PSW研究室

専門職大学院の教員をしてる精神保健福祉士のブログ

リカバリーとスティグマ

2010年09月14日 12時16分57秒 | イベント告知
「リカバリー全国フォーラム2010」は、約1200人に達する大盛況でした。
本郷の文京学院大学の仁愛ホールは、満席状態で、別室モニターも設けました。
昼休みには、お弁当を食べる参加者が、中庭のベンチや階段にあふれていました。
ふだんの学生の姿はなく、ちょっと年齢の高い華やいだキャンパス風景になりました。

僕は、当事者と支援者8名による「ライブトーク」の司会を担当させてもらいました。
舞台からフロアを見ると、びっしり席を埋め尽くした聴衆の、真剣なまなざし。
言葉を刻み込むように、耳を傾け、細かくメモを取る当事者・家族の姿が多く新鮮でした。
ライブ感覚の熱気のある集会というのは、舞台とフロアが一体になれるものですね。

僕は、初日丸一日、大ホールの進行責任者として、ずっと暗い舞台の袖にいました。
音響機器が総入れ替えになったばかりということで、調整不足は否めず…。
計9本のマイクは、プチハウリング状態、気を抜けず、なんかバタバタしてました。
舞台上の主人公たちにセッションは委ねられていますが、見えない裏方も、まぁ大変です。
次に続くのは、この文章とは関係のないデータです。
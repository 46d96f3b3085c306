// Unless explicitly stated otherwise all files in this repository are licensed
// under the Apache License Version 2.0.
// This product includes software developed at Datadog (https://www.datadoghq.com/).
// Copyright 2026-present Datadog, Inc.

//! Signal-based termination and console spawning shared by the Unix hosts.

use std::ffi::OsString;
use std::io;
use std::os::unix::process::CommandExt;
use std::process::{Command, Stdio};

use log::{debug, info, warn};
use nix::errno::Errno;
use nix::sys::signal::{Signal, kill};
use nix::unistd::Pid;

use super::{ConsoleRequest, ProcessHandle, descendants};
use crate::errors::{HostError, TerminationError};

fn to_pid(pid: u32) -> Result<Pid, TerminationError> {
    i32::try_from(pid)
        .map(Pid::from_raw)
        .map_err(|_| TerminationError::Failed {
            pid,
            message: "pid out of range".to_string(),
        })
}

/// SIGKILL `root`, then every descendant found in `table`. The root goes
/// first so it cannot fork replacements for children being killed.
pub(super) fn kill_tree(
    root: u32,
    table: Result<Vec<ProcessHandle>, HostError>,
) -> Result<(), TerminationError> {
    let children = match table {
        Ok(table) => descendants(&table, root),
        Err(e) => {
            warn!("process table unavailable, killing pid {root} alone: {e}");
            Vec::new()
        }
    };

    match kill(to_pid(root)?, Signal::SIGKILL) {
        Ok(()) => info!("sent SIGKILL to pid {root}"),
        Err(Errno::ESRCH) => return Err(TerminationError::NotFound { pid: root }),
        Err(Errno::EPERM) => return Err(TerminationError::PermissionDenied { pid: root }),
        Err(e) => {
            return Err(TerminationError::Failed {
                pid: root,
                message: e.to_string(),
            });
        }
    }

    for child in children {
        match kill(to_pid(child)?, Signal::SIGKILL) {
            Ok(()) => debug!("sent SIGKILL to descendant pid {child}"),
            Err(Errno::ESRCH) => debug!("descendant pid {child} already gone"),
            Err(e) => warn!("could not kill descendant pid {child}: {e}"),
        }
    }
    Ok(())
}

/// Run `sh <wrapper>` behind the configured terminal prefix, in its own
/// process group so the operator's Ctrl-C does not reach it.
pub(super) fn spawn_console(
    console_command: &[String],
    request: &ConsoleRequest,
) -> io::Result<()> {
    let mut argv: Vec<OsString> = console_command.iter().map(OsString::from).collect();
    argv.push(OsString::from("sh"));
    argv.push(request.wrapper.clone().into_os_string());

    let Some((program, args)) = argv.split_first() else {
        return Err(io::Error::new(io::ErrorKind::InvalidInput, "empty console command"));
    };

    let mut child = Command::new(program)
        .args(args)
        .current_dir(&request.working_dir)
        .stdin(Stdio::null())
        .process_group(0)
        .spawn()?;

    info!(
        "console spawned (pid={}, cmd={})",
        child.id(),
        program.to_string_lossy()
    );

    // Reap the console when it eventually closes.
    std::thread::spawn(move || {
        let _ = child.wait();
    });
    Ok(())
}
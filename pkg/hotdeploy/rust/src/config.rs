// Unless explicitly stated otherwise all files in this repository are licensed
// under the Apache License Version 2.0.
// This product includes software developed at Datadog (https://www.datadoghq.com/).
// Copyright 2026-present Datadog, Inc.

use std::path::{Path, PathBuf};
use std::time::Duration;

use anyhow::{Context, Result};
use log::{debug, warn};
use serde::Deserialize;

use crate::errors::DeployError;
use crate::host::ScriptFlavor;
use crate::sources;

pub const DEFAULT_CONFIG_FILE: &str = "hotdeploy.json";
pub const DEFAULT_SERVICE_PORT: u16 = 9933;

fn default_java_version() -> String {
    "11".to_string()
}

fn default_source_subdir() -> String {
    "src".to_string()
}

fn default_sidecar_extension() -> String {
    "json".to_string()
}

fn default_service_home() -> String {
    "SFS2X".to_string()
}

fn default_lib_dir() -> String {
    "lib".to_string()
}

fn default_extensions_dir() -> String {
    "extensions".to_string()
}

fn default_required_libs() -> Vec<String> {
    vec!["sfs2x.jar".to_string(), "sfs2x-core.jar".to_string()]
}

fn default_classpath_fallback() -> Vec<String> {
    ["sfs2x.jar", "sfs2x-core.jar", "sfs2x-api.jar", "slf4j-api*.jar", "logback*.jar"]
        .into_iter()
        .map(String::from)
        .collect()
}

fn default_service_port() -> u16 {
    DEFAULT_SERVICE_PORT
}

fn default_lock_release_delay_secs() -> u64 {
    3
}

fn default_wrapper_grace_secs() -> u64 {
    5
}

fn default_wrapper_name() -> String {
    "hotdeploy-console".to_string()
}

fn default_console_title() -> String {
    "Hot Deploy".to_string()
}

#[derive(Debug, Clone, Copy, Default, PartialEq, Eq, Deserialize)]
#[serde(rename_all = "lowercase")]
pub enum ArchiverKind {
    /// The JDK `jar` tool.
    #[default]
    Jar,
    /// In-process zip writer.
    Builtin,
}

#[derive(Debug, Clone, Deserialize)]
#[serde(deny_unknown_fields)]
pub struct DeployConfig {
    /// JDK `bin` directory. Discovered when absent.
    pub java_path: Option<PathBuf>,
    #[serde(default = "default_java_version")]
    pub java_version: String,

    pub source_dir: PathBuf,
    #[serde(default = "default_source_subdir")]
    pub source_subdir: String,

    pub target_dir: PathBuf,
    pub extension_folder: String,
    pub extension_file: String,

    /// Also accepted as `json_source_dir`, the key used by older descriptors.
    #[serde(alias = "json_source_dir")]
    pub sidecar_dir: Option<PathBuf>,
    #[serde(default, alias = "deploy_json_files")]
    pub sidecar_files: Vec<String>,
    #[serde(default = "default_sidecar_extension")]
    pub sidecar_extension: String,

    #[serde(default = "default_service_home")]
    pub service_home: String,
    pub start_script: Option<String>,
    #[serde(default = "default_lib_dir")]
    pub lib_dir: String,
    #[serde(default = "default_extensions_dir")]
    pub extensions_dir: String,
    #[serde(default = "default_required_libs")]
    pub required_libs: Vec<String>,
    #[serde(default = "default_classpath_fallback")]
    pub classpath_fallback: Vec<String>,

    #[serde(default = "default_service_port")]
    pub service_port: u16,
    #[serde(default = "default_lock_release_delay_secs")]
    pub lock_release_delay_secs: u64,
    #[serde(default = "default_wrapper_grace_secs")]
    pub wrapper_grace_secs: u64,
    #[serde(default = "default_wrapper_name")]
    pub wrapper_name: String,
    #[serde(default = "default_console_title")]
    pub console_title: String,
    pub console_signatures: Option<Vec<String>>,
    pub console_command: Option<Vec<String>>,

    #[serde(default)]
    pub archiver: ArchiverKind,
}

impl DeployConfig {
    pub fn src_dir(&self) -> PathBuf {
        self.source_dir.join(&self.source_subdir)
    }

    pub fn service_home_dir(&self) -> PathBuf {
        self.target_dir.join(&self.service_home)
    }

    pub fn service_lib_dir(&self) -> PathBuf {
        self.service_home_dir().join(&self.lib_dir)
    }

    pub fn start_script_path(&self) -> PathBuf {
        let script = match &self.start_script {
            Some(script) => script.as_str(),
            None if cfg!(windows) => "sfs2x.bat",
            None => "sfs2x.sh",
        };
        self.service_home_dir().join(script)
    }

    /// Directory the artifact and side-car files are staged into.
    pub fn extension_target_dir(&self) -> PathBuf {
        self.service_home_dir()
            .join(&self.extensions_dir)
            .join(&self.extension_folder)
    }

    /// Where the build phase leaves the packaged artifact.
    pub fn artifact_path(&self) -> PathBuf {
        self.source_dir.join(&self.extension_file)
    }

    /// Extension of the artifact (`jar`), used to find stale copies.
    pub fn artifact_extension(&self) -> Option<&str> {
        Path::new(&self.extension_file)
            .extension()
            .and_then(|ext| ext.to_str())
    }

    pub fn sidecar_source_dir(&self) -> &Path {
        self.sidecar_dir.as_deref().unwrap_or(&self.source_dir)
    }

    /// File name of a side-car entry; bare names get `sidecar_extension` appended.
    pub fn sidecar_file_name(&self, name: &str) -> String {
        if Path::new(name).extension().is_some() || self.sidecar_extension.is_empty() {
            name.to_string()
        } else {
            format!("{name}.{}", self.sidecar_extension)
        }
    }

    pub fn wrapper_path(&self, flavor: ScriptFlavor) -> PathBuf {
        self.target_dir
            .join(format!("{}.{}", self.wrapper_name, flavor.extension()))
    }

    pub fn lock_release_delay(&self) -> Duration {
        Duration::from_secs(self.lock_release_delay_secs)
    }

    pub fn wrapper_grace(&self) -> Duration {
        Duration::from_secs(self.wrapper_grace_secs)
    }

    pub fn console_signatures(&self) -> Vec<String> {
        match &self.console_signatures {
            Some(signatures) => signatures.clone(),
            None if cfg!(windows) => vec!["cmd.exe".to_string()],
            None => vec![self.wrapper_name.clone(), "xterm".to_string()],
        }
    }

    /// Terminal emulator prefix used on non-Windows hosts; empty means "run detached".
    pub fn console_command(&self) -> Vec<String> {
        match &self.console_command {
            Some(command) => command.clone(),
            None => vec!["x-terminal-emulator".to_string(), "-e".to_string()],
        }
    }

    /// Check the directory layout before any phase runs.
    pub fn validate(&self) -> Result<(), DeployError> {
        if self.extension_file.trim().is_empty() {
            return Err(DeployError::ConfigInvalid(
                "extension_file must not be empty".to_string(),
            ));
        }
        if self.extension_folder.trim().is_empty() {
            return Err(DeployError::ConfigInvalid(
                "extension_folder must not be empty".to_string(),
            ));
        }
        if self.service_port == 0 {
            return Err(DeployError::ConfigInvalid(
                "service_port must be non-zero".to_string(),
            ));
        }

        let src_dir = self.src_dir();
        if !src_dir.is_dir() {
            return Err(DeployError::ConfigInvalid(format!(
                "source directory does not exist: {}",
                src_dir.display()
            )));
        }
        if !sources::has_sources(&src_dir) {
            return Err(DeployError::ConfigInvalid(format!(
                "no .java files under {}",
                src_dir.display()
            )));
        }

        let home = self.service_home_dir();
        if !home.is_dir() {
            return Err(DeployError::ConfigInvalid(format!(
                "service home does not exist: {}",
                home.display()
            )));
        }
        let start_script = self.start_script_path();
        if !start_script.is_file() {
            return Err(DeployError::ConfigInvalid(format!(
                "start script not found: {}",
                start_script.display()
            )));
        }

        let lib_dir = self.service_lib_dir();
        for lib in &self.required_libs {
            let path = lib_dir.join(lib);
            if !path.exists() {
                warn!("{lib} not found at {}", path.display());
            }
        }

        debug!(
            "configuration valid (source={}, target={}, port={})",
            self.source_dir.display(),
            self.target_dir.display(),
            self.service_port
        );
        Ok(())
    }
}

/// Load the deploy descriptor. YAML is used for `.yaml`/`.yml`, JSON otherwise.
pub fn load_config(path: &Path) -> Result<DeployConfig> {
    let contents = std::fs::read_to_string(path)
        .with_context(|| format!("reading config file {}", path.display()))?;

    let is_yaml = path
        .extension()
        .is_some_and(|ext| ext == "yaml" || ext == "yml");

    let config: DeployConfig = if is_yaml {
        serde_yaml::from_str(&contents).with_context(|| format!("parsing {}", path.display()))?
    } else {
        serde_json::from_str(&contents).with_context(|| format!("parsing {}", path.display()))?
    };
    Ok(config)
}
今回のフォーラムは、昨年にも増して、分科会は23会場もあり、パワーアップ。
精神保健医療福祉施策から、家族支援、権利擁護、ピアサポート、恋愛結婚育児まで。
WRAP、IMR、ACT、IPSといった、今が旬のプログラムも盛りだくさんです。

僕は、第6分科会「アンチスティグマとリカバリー」を舞台袖から、ずっと見ていました。
かつて上司だった高橋清久さん(精神・神経科学振興財団)の司会・コーディネートです。
ひとりひとりの発言時間も延びて、休憩なし2時間35分のセッション。
僕はモニターをにらみ、シンポジストの表情を、3台の遠隔操作カメラで追いました。

リカバリーの大きな阻害要因となるのが、スティグマ(烙印)です。
欠格条項や偏見等の、外なるスティグマと、自身の中にある、内なるスティグマ。
7人のシンポジストが、当事者・家族の立場から、それぞれスティグマを語りました。
僕の司会したライブトークでも、当事者・支援者自身の病気への偏見が語られました。

「患者よりも、まず人として接して欲しかった」と語った外村さん。
「自分の中にも、最初偏見はあった」と医療機関で働く坂本さん、本田さん。
「病気を恥じ、隠す気持ちはあった」とコンシューマースタッフの磯田さん、永田さん。
「専門家でなく、ボランティアの視線を大事にしたい」と語った藤井さん。
「医療従事者が一番、偏見が強い。市民には、むしろ無い」と言い切った広田さん。

スティグマを形成するのは、当事者との接触体験の乏しさです。
施設建設反対運動など、接触体験のない人ほど、「怖い」イメージが肥大化します。
じかに当事者に接するようになると、市民の目線は穏やかなものに変わっていきます。

では、日頃病者に接している、医療従事者の偏見は、どのように除去できるのでしょうか?
精神科病院の中のスティグマを、PSWは自らの課題として、取り組めているでしょうか?

DSMとか精神医学の診断基準そのものが、リカバリーを阻害しているとしたら?
今日自明の薬物療法そのものが、リカバリー阻害の要因になっているとしたら?
そして、当事者のリカバリーを一番阻害しているのが、実は精神科病院だとしたら…。

精神障害者にかかわるアンチスティグマは、世界中で取り組まれている課題です。
障害者権利条約を批准できるように、この国の差別的な国内法の整備は必要です。
でも、それとともに、内なるスティグマの除去は、大きなテーマです。
むしろ、心の内側に刻印されたスティグマこそ、容易に消えることはありません。

願わくば、リカバリー概念が、精神科医療そのものを変えていくことを…。
まさに「日本の精神保健福祉サービスを『当事者中心』に変革するために」…。


※画像は、コープランドさんの記念講演を聴く、会場風景。
 舞台袖からの、こんな記念撮影、なかなか無いでしょう?(笑)
 僕の目に映っていた「リカバリーフォーラム2010」は、ずっとこんな風景でした。